Indeed, there is a sense that the sudden urgency to send so many people to Guyana may have been a contributing factor in the collapse of the settlement 15 months later. The original plan was to send people down in groups of 50 to 100, with several weeks or months in between, to allow the builders of the community time to assimilate them, to realize what infrastructure improvements needed to be made before the next batch came down, and then to make those improvements. Instead, the arrival of 1000 people in such a short time overwhelmed the ability of the community to absorb them, and the Jonestown leadership immediately found itself in a deep hole in providing basic services. In a way, they never recovered from that decision: there was never enough housing, there was never enough food, and the efforts to make themselves self-sustaining were frustrating and exhausting. By the time Leo Ryan arrived in November 1978, many people were ready to stop.

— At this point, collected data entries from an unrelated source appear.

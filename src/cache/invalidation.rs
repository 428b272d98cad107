//! Invalidation Graph
//!
//! Static "invalidate A => also invalidate B" rules between entity types.

use std::collections::{HashSet, VecDeque};

use serde::Serialize;

use crate::cache::EntityType;

// == Invalidation Rule ==
#[derive(Debug, Clone, Copy, PartialEq, Eq, Serialize)]
pub struct InvalidationRule {
    pub source: EntityType,
    pub target: EntityType,
}

// == Invalidation Graph ==
#[derive(Debug, Clone, Default)]
pub struct InvalidationGraph {
    rules: Vec<InvalidationRule>,
}

impl InvalidationGraph {
    /// A graph with no rules.
    pub fn empty() -> Self {
        Self::default()
    }

    /// The fleet's rules. Group summaries embed truck counts, so trucks
    /// invalidate groups.
    pub fn fleet() -> Self {
        Self::empty().with_rule(EntityType::Trucks, EntityType::Groups)
    }

    pub fn with_rule(mut self, source: EntityType, target: EntityType) -> Self {
        let rule = InvalidationRule { source, target };
        if !self.rules.contains(&rule) {
            self.rules.push(rule);
        }
        self
    }

    pub fn rules(&self) -> &[InvalidationRule] {
        &self.rules
    }

    // == Cascade ==
    /// Every type invalidated by invalidating `source`, `source` first.
    ///
    /// Walks breadth-first and visits each type once, so cyclic rule sets
    /// still terminate.
    pub fn cascade(&self, source: EntityType) -> Vec<EntityType> {
        let mut order = Vec::new();
        let mut seen = HashSet::new();
        let mut queue = VecDeque::from([source]);

        while let Some(current) = queue.pop_front() {
            if !seen.insert(current) {
                continue;
            }
            order.push(current);
            queue.extend(
                self.rules
                    .iter()
                    .filter(|rule| rule.source == current)
                    .map(|rule| rule.target),
            );
        }

        order
    }
}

There were rumors, especially after the deaths, of people being forced to emigrate, but that discounts the reasons people might want to go of their own free will: the anticipated freedom of the Promised land, the desire to be near Father, the even greater desire to be with family and friends on their new adventure, the escape from the racism Jim Jones preached about and the depraved conditions in housing and urban blight which they experienced on a daily basis. Peoples Temple records at the California Historical Society bear that out. There are several hundred approved applications for people who had expressed a desire to go – maybe as many as to fill a second Jonestown – and who didn’t.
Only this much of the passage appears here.